What to work on:
In the entries below, spot each line with the word "PathBuf" and copy it.

Source data:

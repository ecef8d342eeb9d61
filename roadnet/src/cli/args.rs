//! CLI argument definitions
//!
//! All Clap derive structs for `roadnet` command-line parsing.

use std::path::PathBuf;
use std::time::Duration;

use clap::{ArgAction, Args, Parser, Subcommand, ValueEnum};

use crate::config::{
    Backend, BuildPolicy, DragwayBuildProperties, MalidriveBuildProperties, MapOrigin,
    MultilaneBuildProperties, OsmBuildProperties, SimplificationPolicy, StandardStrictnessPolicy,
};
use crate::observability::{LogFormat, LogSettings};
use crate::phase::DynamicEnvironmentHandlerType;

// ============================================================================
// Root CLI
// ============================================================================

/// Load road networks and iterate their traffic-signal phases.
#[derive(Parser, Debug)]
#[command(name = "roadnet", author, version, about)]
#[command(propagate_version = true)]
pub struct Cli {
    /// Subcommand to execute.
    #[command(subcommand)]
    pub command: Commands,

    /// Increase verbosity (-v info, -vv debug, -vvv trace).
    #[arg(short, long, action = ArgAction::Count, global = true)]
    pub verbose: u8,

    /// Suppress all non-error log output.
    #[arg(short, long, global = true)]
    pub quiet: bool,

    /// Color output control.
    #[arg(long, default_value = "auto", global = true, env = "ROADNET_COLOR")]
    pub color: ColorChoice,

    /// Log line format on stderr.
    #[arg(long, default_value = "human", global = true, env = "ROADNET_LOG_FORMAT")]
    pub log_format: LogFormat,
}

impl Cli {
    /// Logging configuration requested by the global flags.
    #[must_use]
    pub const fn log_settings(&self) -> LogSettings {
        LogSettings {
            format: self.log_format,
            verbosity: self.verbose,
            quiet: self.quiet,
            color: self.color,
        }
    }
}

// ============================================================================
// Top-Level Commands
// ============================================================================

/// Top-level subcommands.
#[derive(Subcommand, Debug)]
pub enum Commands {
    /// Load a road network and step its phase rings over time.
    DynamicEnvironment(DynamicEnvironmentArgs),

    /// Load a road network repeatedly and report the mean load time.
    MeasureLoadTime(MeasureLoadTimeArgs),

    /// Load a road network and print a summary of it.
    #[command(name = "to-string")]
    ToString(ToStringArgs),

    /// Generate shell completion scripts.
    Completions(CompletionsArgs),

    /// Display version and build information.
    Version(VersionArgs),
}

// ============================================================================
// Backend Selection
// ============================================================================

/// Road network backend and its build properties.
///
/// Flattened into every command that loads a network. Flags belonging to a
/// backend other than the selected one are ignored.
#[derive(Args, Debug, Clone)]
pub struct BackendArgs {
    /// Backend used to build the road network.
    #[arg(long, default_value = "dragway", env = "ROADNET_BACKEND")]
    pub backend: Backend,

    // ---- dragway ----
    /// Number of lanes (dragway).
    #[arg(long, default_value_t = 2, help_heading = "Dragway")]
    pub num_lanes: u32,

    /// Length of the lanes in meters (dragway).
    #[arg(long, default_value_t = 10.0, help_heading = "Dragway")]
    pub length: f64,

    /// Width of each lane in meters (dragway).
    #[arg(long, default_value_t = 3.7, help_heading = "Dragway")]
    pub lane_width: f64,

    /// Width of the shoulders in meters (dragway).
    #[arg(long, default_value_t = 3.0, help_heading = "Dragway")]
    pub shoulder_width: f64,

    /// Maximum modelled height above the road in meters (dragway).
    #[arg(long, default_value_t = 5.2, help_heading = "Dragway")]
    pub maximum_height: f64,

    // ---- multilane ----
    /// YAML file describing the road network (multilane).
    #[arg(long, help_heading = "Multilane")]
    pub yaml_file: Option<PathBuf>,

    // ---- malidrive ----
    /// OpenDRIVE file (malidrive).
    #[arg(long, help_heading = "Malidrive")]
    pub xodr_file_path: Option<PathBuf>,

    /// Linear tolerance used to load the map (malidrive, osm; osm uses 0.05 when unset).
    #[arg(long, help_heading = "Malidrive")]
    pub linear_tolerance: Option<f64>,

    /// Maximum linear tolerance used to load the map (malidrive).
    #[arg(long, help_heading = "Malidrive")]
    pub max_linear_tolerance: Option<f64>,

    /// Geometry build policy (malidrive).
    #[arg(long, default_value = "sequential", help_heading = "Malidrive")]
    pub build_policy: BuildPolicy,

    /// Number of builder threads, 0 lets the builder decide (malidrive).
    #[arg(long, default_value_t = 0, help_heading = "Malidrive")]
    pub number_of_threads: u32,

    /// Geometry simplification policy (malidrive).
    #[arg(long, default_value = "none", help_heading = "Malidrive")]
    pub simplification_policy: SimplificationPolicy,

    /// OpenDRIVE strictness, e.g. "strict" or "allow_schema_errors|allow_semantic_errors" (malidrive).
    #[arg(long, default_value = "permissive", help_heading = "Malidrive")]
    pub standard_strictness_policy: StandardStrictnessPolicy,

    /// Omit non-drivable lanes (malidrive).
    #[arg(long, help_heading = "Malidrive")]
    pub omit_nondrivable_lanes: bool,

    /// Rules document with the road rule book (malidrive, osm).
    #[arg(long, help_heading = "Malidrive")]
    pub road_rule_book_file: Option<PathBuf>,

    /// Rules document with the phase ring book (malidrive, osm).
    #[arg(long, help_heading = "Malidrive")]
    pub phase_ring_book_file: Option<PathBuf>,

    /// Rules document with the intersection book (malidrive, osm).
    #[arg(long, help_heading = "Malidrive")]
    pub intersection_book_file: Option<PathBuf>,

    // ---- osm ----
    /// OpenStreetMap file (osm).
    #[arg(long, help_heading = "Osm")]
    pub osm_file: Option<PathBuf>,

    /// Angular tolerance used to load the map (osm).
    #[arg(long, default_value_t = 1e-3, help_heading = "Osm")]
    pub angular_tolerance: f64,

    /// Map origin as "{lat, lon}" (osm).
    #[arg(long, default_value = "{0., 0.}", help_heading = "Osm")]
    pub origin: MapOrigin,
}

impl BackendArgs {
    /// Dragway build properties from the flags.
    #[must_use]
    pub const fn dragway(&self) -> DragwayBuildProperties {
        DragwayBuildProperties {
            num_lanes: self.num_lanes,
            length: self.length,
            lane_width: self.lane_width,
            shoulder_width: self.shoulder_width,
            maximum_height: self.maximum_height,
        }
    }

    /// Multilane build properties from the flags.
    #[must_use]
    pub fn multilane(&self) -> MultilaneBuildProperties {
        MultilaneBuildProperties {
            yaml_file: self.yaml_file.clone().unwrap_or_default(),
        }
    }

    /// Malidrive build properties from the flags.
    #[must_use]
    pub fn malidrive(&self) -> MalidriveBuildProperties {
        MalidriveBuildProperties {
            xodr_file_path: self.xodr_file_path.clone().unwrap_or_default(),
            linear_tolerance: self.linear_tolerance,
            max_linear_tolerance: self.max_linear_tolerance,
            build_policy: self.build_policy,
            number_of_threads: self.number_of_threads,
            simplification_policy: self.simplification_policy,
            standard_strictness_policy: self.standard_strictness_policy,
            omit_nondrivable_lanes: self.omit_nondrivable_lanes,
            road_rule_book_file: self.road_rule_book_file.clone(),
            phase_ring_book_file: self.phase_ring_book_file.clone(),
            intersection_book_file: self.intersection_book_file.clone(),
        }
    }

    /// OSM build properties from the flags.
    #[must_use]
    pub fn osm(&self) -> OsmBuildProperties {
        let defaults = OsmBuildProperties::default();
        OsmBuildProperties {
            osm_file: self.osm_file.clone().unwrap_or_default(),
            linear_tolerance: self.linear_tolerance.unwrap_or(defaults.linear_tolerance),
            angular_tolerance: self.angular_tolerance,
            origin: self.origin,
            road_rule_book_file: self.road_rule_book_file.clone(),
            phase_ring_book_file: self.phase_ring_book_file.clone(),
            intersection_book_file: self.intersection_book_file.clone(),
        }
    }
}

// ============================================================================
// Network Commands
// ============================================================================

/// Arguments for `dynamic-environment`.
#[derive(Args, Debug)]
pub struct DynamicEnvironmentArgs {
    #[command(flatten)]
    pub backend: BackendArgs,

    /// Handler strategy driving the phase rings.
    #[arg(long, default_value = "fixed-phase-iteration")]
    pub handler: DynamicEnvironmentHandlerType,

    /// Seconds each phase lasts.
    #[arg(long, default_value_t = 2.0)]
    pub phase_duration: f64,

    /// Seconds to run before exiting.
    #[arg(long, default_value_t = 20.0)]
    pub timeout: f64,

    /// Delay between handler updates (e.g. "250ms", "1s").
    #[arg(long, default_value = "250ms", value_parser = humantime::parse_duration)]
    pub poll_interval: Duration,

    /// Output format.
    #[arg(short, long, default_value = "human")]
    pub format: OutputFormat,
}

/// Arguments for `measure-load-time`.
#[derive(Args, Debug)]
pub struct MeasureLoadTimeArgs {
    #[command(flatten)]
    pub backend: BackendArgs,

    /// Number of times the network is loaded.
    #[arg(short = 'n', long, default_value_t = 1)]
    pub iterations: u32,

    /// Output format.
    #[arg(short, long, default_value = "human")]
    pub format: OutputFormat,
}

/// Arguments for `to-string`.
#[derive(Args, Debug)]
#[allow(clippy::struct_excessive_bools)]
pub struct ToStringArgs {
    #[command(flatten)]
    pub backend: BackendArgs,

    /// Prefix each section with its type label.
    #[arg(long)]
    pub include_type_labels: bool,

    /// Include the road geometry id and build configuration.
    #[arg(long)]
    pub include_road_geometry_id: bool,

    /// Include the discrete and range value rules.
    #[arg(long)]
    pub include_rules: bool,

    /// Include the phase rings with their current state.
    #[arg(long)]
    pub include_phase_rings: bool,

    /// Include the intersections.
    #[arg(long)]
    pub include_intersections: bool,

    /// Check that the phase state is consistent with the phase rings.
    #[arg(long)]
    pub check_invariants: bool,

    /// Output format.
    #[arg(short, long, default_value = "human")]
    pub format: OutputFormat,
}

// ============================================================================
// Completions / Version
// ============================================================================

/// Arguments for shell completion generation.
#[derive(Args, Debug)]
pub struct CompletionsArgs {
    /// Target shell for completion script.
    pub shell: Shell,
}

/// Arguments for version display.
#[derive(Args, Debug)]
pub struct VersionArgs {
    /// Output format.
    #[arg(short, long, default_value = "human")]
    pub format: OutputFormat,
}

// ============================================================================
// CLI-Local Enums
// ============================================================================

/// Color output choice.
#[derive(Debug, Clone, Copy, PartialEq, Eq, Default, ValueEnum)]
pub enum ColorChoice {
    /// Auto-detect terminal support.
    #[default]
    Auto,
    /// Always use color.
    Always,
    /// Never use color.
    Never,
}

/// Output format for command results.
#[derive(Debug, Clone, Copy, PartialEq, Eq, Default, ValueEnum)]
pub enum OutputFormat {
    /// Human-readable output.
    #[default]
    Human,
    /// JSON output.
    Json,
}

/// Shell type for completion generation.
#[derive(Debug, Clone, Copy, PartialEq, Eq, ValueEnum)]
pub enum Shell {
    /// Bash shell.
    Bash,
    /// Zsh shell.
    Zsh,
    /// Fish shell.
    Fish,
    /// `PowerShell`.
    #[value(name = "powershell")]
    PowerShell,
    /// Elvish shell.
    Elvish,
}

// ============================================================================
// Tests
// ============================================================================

Solution below:
use std::path::PathBuf;
    pub yaml_file: Option<PathBuf>,
    pub xodr_file_path: Option<PathBuf>,
    pub road_rule_book_file: Option<PathBuf>,
    pub phase_ring_book_file: Option<PathBuf>,
    pub intersection_book_file: Option<PathBuf>,
    pub osm_file: Option<PathBuf>,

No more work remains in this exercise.